Following his father back to the small clearing and back to the same, however, now brutally chipped away tree, Aleutian watched him snap his right leg out with a hard pivot and collided the top of his boot to the side of the tree. His ankles where his metal laces were also impacted it, leaving six noticeable impression in the bark when his foot came back down. And just for good measure, Locke did it once more for Aleutian.
"Can you still kick?" Locke asked after turning around. Like the question ever hit Aleutian's mind from the word go, much less anything else he was taking from his father.
"Geez, let me think on that, dad," he grunted, eyeing the tree for where he hoped he could land his foot. Anchoring his left foot, he pivoted his torso around in the hardest slingshot he could manage and propelled his right foot in the air. Something in his thigh tightened. Like a soaked rope it felt, halting the elevation of his leg to lower than he really wished to go, smashing the tree hardly half his height with not the top of his foot, but straining with his toes.
"Nope, that's not going to work, son," said Locke under a half mirthful, half foreboding voice. When Aleutian turned, his face about dissolved all of that work on his.
"You're telling me, pop. That junk hurts...second thought, what doesn't?"
No matter how much glower Aleutian had on his expression, no matter how much there was between them both, it was on a slight of hand to make them smile at each other in the end. There was some sincerity in it that made Locke fall back to something they both needed. "Time we give it up."
Aleutian shook his head, his visage changing like a cloud floating over the sun. "I'm not ready to quit."
"We're not, Aleutian," Locke offered. "Think of it as...as a time to reflect how far we need to go tomorrow. We learned the way of the path, now we need to find our way to conquer it without suffering tiredness."
"And when defeat is necessary?" Aleutian added, bowing his head with it.
Locke wavered his eyes, much less his truer smile. "For it will make us stronger to turn down the next."

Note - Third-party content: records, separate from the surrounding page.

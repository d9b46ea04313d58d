// Copyright 2025 New Vector Ltd.
//
// SPDX-License-Identifier: AGPL-3.0-only OR LicenseRef-Element-Commercial
// Please see LICENSE files in the repository root for full details.

use avs_storage::{
    RepositoryAccess, RepositoryTransaction,
    clock::MockClock,
    user::{UserEmailRepository, UserRepository},
};
use rand::SeedableRng;
use rand_chacha::ChaChaRng;
use sqlx::PgPool;

use crate::PgRepository;

/// Test the user repository, by adding and looking up a user
#[sqlx::test(migrator = "crate::MIGRATOR")]
#[ignore = "requires a PostgreSQL database"]
async fn test_user_repo(pool: PgPool) {
    const USERNAME: &str = "john";

    let mut repo = PgRepository::from_pool(&pool).await.unwrap().boxed();
    let mut rng = ChaChaRng::seed_from_u64(42);
    let clock = MockClock::default();

    // Initially, the user shouldn't exist
    assert!(
        repo.user()
            .find_by_username(USERNAME)
            .await
            .unwrap()
            .is_none()
    );

    // Adding the user should work
    let user = repo
        .user()
        .add(&mut rng, &clock, USERNAME.to_owned())
        .await
        .unwrap();

    // And now it should exist
    assert_eq!(
        repo.user().find_by_username(USERNAME).await.unwrap(),
        Some(user.clone())
    );
    assert_eq!(repo.user().lookup(user.id).await.unwrap(), Some(user.clone()));

    // Adding a second time should give a conflict
    // It should not poison the transaction though
    assert!(
        repo.user()
            .add(&mut rng, &clock, USERNAME.to_owned())
            .await
            .is_err()
    );

    // No display name by default
    assert!(repo.user().display_name(&user).await.unwrap().is_none());

    repo.user()
        .set_display_name(&user, Some("John Doe".to_owned()))
        .await
        .unwrap();
    assert_eq!(
        repo.user().display_name(&user).await.unwrap().as_deref(),
        Some("John Doe")
    );

    repo.user().set_display_name(&user, None).await.unwrap();
    assert!(repo.user().display_name(&user).await.unwrap().is_none());

    repo.save().await.unwrap();
}

/// Test the user email repository
#[sqlx::test(migrator = "crate::MIGRATOR")]
#[ignore = "requires a PostgreSQL database"]
async fn test_user_email_repo(pool: PgPool) {
    let mut repo = PgRepository::from_pool(&pool).await.unwrap().boxed();
    let mut rng = ChaChaRng::seed_from_u64(42);
    let clock = MockClock::default();

    let user = repo
        .user()
        .add(&mut rng, &clock, "john".to_owned())
        .await
        .unwrap();

    assert!(repo.user_email().all(&user).await.unwrap().is_empty());

    let first = repo
        .user_email()
        .add(&mut rng, &clock, &user, "john@example.com".to_owned())
        .await
        .unwrap();
    clock.advance(chrono::Duration::seconds(1));
    let second = repo
        .user_email()
        .add(&mut rng, &clock, &user, "john@example.org".to_owned())
        .await
        .unwrap();

    // Emails are returned in insertion order
    let all = repo.user_email().all(&user).await.unwrap();
    assert_eq!(all, vec![first, second]);

    repo.save().await.unwrap();
}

Aleutian felt something echo in his father's stare at him. Something he now realized he had wished to have felt a long time ago. He couldn't describe it, nor did he want to. To add science to the meaning would kill it, not understanding instead was the comfort he felt with it, hoping he never would for the rest of his days. He closed his eyes to the vacancy of his mind at last. Defeat...the hardest lesson for him to accept, and yet, the easiest choice he has faced. When one has tasted victory for so long that he has forgotten about what it felt to lose, the price, the bitter taste of it was more than a crushing blow, it was a period of losing one's self.
The way he did.
"Okay," he said, softly from his heart. "We give up for today." Tensing his shoulders, he stood up straighter, leveling a sincere look of confidence at his father. "What about tomorrow?"
Locke let a sigh purge from his lips. "Tomorrow brings on my worries. I need to get back to Angel Island. Who knows what Kommissar has done since I've been away, much less what I need to undo. But I can happily stay with you for tomorrow, and the next day if so be it." An affirming nod sealed the deal from Aleutian. "Then it is settled. Now, my question for you Aleutian is: can you still build a fire at the same rate as yesterday?"
Aleutian's smile was eager. "You bet."
"Very well," Locke returned, "let us journey a few more steps, perhaps a better clearing for the stars. By then we might be just a bit more hungry to chase away our soreness."
Nodding once more, the younger Guardian turned to the northwest and gazed at the coming twilight on the horizon. "This way will be fine...it always has."
Knuckles came around, his tight left fist bearing for the head of Sonic. But he stopped dead from his half moon circle in the dust. Sonic had done so as well, saving the echidna from a bawling blow to the kidneys with a knife hand. It was now a standoff with narrowed eyes. Breaths were exchanged. But still they did not engage each other.
The singing had stopped.
But they could hear knocks from the outside, shuffling of feet on the dirt ground, small, tiny voices coming through the cracks:
"Thank-you...oh, thank you so much..."
Sonic brought his hand up and cupped it inside Knuckles' mitt, squeezing it hard under his determined green eyes. The echidna only smiled with glee.
"Ready to make that phone call, Rad?"
"Let's hope they accept collect," Knuckles returned with a emotionless drive in is tone.
A lasting nod with a face full of mirth. "Hey, Ant...fire-up ole binary-curves there, and put the mondo speed to it. Let's get some friends to shake up this place!"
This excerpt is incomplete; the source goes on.